Exercise brief
Beginning with the first line of the data below, reproduce every line unchanged, ending with the line that holds "not an error.".

Provided data

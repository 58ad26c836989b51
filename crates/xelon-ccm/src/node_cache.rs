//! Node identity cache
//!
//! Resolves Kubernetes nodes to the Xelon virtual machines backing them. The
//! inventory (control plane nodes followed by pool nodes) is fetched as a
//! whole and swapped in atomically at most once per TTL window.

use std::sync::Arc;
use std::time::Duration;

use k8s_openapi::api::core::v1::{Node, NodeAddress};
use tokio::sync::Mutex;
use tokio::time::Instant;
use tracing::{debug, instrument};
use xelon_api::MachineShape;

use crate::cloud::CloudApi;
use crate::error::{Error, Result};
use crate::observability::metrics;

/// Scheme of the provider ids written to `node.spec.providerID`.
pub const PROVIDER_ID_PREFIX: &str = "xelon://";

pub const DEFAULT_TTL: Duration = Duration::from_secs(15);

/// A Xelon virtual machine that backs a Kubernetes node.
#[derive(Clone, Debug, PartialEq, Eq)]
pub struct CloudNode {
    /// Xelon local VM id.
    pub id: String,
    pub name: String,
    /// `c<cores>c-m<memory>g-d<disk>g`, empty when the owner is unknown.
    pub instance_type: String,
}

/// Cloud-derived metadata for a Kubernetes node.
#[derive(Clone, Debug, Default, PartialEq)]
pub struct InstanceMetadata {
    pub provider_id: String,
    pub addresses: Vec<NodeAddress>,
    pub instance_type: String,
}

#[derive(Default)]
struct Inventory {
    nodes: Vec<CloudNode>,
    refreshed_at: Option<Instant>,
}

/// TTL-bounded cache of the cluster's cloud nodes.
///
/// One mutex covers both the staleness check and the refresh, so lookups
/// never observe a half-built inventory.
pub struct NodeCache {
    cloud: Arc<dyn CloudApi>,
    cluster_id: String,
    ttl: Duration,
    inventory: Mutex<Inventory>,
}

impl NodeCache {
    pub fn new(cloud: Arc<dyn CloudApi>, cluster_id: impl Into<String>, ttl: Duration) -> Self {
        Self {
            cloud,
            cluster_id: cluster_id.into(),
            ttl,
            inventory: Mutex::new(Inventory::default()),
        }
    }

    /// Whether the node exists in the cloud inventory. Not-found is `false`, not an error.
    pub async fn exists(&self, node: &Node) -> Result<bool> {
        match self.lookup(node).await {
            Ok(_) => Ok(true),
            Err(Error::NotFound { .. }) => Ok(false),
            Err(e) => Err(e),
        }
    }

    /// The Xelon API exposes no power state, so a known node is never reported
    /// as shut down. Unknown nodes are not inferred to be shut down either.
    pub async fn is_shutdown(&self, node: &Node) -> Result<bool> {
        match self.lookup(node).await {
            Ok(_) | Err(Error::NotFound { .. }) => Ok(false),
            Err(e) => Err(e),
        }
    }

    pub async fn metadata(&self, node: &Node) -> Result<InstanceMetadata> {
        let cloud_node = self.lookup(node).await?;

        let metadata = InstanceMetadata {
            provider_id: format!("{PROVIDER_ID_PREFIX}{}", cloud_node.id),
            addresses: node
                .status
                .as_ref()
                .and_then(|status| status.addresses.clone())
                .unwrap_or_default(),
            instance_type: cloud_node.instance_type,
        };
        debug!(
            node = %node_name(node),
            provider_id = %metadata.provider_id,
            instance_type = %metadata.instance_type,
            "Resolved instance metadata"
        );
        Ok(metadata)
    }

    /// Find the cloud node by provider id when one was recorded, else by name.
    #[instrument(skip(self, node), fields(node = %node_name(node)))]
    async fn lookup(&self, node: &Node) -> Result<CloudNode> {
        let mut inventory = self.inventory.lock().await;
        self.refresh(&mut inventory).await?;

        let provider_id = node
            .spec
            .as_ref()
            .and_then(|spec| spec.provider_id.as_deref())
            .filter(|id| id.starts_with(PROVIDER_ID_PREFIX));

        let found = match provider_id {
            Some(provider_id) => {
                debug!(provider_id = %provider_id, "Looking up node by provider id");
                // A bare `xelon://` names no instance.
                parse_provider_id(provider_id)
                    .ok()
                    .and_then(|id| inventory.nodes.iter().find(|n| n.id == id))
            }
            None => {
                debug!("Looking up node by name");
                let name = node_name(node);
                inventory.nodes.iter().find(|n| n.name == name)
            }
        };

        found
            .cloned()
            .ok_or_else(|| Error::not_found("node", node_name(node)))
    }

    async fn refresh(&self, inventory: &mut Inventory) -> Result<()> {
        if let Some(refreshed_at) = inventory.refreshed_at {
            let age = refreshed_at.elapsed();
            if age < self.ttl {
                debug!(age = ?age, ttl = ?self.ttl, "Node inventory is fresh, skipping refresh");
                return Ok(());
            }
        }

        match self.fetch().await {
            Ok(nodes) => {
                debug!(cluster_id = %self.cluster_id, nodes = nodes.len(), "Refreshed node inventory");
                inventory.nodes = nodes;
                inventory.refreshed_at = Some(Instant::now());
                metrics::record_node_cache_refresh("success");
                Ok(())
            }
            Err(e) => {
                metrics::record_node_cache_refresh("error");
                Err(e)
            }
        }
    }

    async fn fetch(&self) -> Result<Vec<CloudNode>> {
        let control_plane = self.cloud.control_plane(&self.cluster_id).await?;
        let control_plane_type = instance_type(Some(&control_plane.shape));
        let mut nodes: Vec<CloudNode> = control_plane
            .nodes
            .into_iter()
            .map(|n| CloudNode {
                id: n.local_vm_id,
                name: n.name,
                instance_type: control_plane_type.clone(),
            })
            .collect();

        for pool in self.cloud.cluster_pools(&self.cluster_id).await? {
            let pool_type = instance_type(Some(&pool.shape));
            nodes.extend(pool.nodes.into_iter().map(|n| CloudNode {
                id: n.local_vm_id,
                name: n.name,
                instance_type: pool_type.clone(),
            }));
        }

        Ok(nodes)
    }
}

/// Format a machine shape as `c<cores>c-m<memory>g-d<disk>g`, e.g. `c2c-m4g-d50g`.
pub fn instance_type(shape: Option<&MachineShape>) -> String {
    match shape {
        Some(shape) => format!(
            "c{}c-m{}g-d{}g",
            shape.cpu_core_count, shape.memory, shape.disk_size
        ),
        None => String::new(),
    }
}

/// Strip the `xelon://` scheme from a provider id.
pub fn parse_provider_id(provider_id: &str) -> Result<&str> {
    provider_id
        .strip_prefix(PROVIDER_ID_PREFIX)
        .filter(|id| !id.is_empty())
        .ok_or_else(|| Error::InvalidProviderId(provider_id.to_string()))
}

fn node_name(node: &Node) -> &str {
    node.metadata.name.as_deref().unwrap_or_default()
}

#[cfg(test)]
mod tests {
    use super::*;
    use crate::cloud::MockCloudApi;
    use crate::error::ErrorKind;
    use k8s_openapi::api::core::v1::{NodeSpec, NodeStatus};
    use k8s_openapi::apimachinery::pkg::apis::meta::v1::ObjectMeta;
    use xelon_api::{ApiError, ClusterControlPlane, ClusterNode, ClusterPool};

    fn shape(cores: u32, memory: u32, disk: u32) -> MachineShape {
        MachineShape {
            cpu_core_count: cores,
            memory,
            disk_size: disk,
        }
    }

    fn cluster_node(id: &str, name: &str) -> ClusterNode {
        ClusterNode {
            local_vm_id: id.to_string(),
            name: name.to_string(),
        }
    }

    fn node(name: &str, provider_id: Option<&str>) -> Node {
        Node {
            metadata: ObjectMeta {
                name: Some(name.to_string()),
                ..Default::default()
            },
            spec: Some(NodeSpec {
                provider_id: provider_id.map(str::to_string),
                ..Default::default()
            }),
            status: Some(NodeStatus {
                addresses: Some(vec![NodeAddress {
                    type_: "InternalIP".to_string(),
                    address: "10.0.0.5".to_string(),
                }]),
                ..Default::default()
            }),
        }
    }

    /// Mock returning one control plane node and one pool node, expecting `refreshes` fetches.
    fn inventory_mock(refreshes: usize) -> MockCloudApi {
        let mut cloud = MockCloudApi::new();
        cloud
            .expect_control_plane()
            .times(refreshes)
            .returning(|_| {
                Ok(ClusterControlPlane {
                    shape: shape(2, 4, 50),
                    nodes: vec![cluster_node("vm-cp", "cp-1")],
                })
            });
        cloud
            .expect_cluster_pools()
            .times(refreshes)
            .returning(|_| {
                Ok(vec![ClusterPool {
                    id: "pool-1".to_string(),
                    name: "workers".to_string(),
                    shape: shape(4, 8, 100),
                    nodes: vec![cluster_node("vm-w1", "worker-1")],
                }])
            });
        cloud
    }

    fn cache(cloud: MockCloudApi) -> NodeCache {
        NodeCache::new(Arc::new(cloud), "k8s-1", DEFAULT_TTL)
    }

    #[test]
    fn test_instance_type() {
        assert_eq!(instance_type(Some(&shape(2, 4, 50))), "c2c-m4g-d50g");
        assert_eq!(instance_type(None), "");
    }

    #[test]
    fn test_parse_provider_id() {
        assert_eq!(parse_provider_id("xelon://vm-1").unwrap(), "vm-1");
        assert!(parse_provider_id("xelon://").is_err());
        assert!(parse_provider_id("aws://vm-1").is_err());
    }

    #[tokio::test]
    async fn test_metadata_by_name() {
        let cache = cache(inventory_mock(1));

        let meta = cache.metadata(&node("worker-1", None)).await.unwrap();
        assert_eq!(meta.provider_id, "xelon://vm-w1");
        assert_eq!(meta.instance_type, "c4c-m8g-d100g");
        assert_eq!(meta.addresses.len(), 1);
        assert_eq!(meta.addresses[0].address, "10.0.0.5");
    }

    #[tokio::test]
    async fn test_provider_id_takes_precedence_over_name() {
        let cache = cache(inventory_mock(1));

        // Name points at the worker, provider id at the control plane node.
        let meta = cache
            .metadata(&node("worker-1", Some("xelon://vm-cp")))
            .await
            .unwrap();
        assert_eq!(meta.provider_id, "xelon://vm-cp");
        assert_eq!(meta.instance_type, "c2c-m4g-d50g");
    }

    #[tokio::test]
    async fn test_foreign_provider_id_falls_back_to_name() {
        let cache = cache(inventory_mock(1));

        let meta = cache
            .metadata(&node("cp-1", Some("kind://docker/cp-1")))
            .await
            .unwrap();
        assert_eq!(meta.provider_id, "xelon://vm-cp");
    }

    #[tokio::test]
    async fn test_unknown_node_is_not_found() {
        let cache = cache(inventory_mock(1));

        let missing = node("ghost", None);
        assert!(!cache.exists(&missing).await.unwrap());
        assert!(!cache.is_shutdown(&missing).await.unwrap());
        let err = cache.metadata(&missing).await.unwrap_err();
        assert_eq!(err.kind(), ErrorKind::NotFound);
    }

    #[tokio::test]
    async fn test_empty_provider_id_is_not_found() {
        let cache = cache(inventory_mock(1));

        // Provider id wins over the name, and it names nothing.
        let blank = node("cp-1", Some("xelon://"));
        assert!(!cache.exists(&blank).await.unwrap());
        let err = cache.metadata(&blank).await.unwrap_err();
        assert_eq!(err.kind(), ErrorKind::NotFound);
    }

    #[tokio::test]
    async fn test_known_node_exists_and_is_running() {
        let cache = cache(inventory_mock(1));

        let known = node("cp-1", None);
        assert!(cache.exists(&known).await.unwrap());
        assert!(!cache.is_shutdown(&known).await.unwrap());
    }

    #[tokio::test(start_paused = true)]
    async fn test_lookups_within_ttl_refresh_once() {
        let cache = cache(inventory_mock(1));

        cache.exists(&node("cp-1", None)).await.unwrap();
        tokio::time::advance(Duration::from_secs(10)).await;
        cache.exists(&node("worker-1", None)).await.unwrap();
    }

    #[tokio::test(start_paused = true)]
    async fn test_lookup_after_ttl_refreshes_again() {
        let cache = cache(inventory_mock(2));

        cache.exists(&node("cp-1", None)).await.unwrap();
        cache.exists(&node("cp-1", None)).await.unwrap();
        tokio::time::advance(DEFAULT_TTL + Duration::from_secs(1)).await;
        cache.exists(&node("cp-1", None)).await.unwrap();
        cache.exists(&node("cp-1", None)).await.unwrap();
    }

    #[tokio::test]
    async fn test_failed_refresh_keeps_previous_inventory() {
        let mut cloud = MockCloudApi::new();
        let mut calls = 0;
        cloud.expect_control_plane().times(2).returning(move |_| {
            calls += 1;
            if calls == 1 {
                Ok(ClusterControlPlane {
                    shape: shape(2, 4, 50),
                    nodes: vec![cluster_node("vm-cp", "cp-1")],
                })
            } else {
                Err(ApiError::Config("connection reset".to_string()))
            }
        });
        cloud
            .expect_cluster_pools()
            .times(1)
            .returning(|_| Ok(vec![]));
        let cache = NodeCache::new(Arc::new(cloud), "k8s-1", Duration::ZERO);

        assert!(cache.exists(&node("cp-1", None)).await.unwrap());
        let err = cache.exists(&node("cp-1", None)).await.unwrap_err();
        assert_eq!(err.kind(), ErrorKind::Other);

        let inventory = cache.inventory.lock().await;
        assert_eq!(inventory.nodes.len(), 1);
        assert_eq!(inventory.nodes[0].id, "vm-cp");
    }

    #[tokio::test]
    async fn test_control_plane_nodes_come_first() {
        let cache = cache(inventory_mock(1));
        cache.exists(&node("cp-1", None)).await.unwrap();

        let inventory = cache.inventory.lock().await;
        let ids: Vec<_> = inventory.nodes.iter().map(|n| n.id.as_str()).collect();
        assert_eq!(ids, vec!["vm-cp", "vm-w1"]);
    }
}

Expected answer
repository 58ad26c836989b51
filename crates/xelon-ccm/src/node_cache.rs
//! Node identity cache
//!
//! Resolves Kubernetes nodes to the Xelon virtual machines backing them. The
//! inventory (control plane nodes followed by pool nodes) is fetched as a
//! whole and swapped in atomically at most once per TTL window.

use std::sync::Arc;
use std::time::Duration;

use k8s_openapi::api::core::v1::{Node, NodeAddress};
use tokio::sync::Mutex;
use tokio::time::Instant;
use tracing::{debug, instrument};
use xelon_api::MachineShape;

use crate::cloud::CloudApi;
use crate::error::{Error, Result};
use crate::observability::metrics;

/// Scheme of the provider ids written to `node.spec.providerID`.
pub const PROVIDER_ID_PREFIX: &str = "xelon://";

pub const DEFAULT_TTL: Duration = Duration::from_secs(15);

/// A Xelon virtual machine that backs a Kubernetes node.
#[derive(Clone, Debug, PartialEq, Eq)]
pub struct CloudNode {
    /// Xelon local VM id.
    pub id: String,
    pub name: String,
    /// `c<cores>c-m<memory>g-d<disk>g`, empty when the owner is unknown.
    pub instance_type: String,
}

/// Cloud-derived metadata for a Kubernetes node.
#[derive(Clone, Debug, Default, PartialEq)]
pub struct InstanceMetadata {
    pub provider_id: String,
    pub addresses: Vec<NodeAddress>,
    pub instance_type: String,
}

#[derive(Default)]
struct Inventory {
    nodes: Vec<CloudNode>,
    refreshed_at: Option<Instant>,
}

/// TTL-bounded cache of the cluster's cloud nodes.
///
/// One mutex covers both the staleness check and the refresh, so lookups
/// never observe a half-built inventory.
pub struct NodeCache {
    cloud: Arc<dyn CloudApi>,
    cluster_id: String,
    ttl: Duration,
    inventory: Mutex<Inventory>,
}

impl NodeCache {
    pub fn new(cloud: Arc<dyn CloudApi>, cluster_id: impl Into<String>, ttl: Duration) -> Self {
        Self {
            cloud,
            cluster_id: cluster_id.into(),
            ttl,
            inventory: Mutex::new(Inventory::default()),
        }
    }

    /// Whether the node exists in the cloud inventory. Not-found is `false`, not an error.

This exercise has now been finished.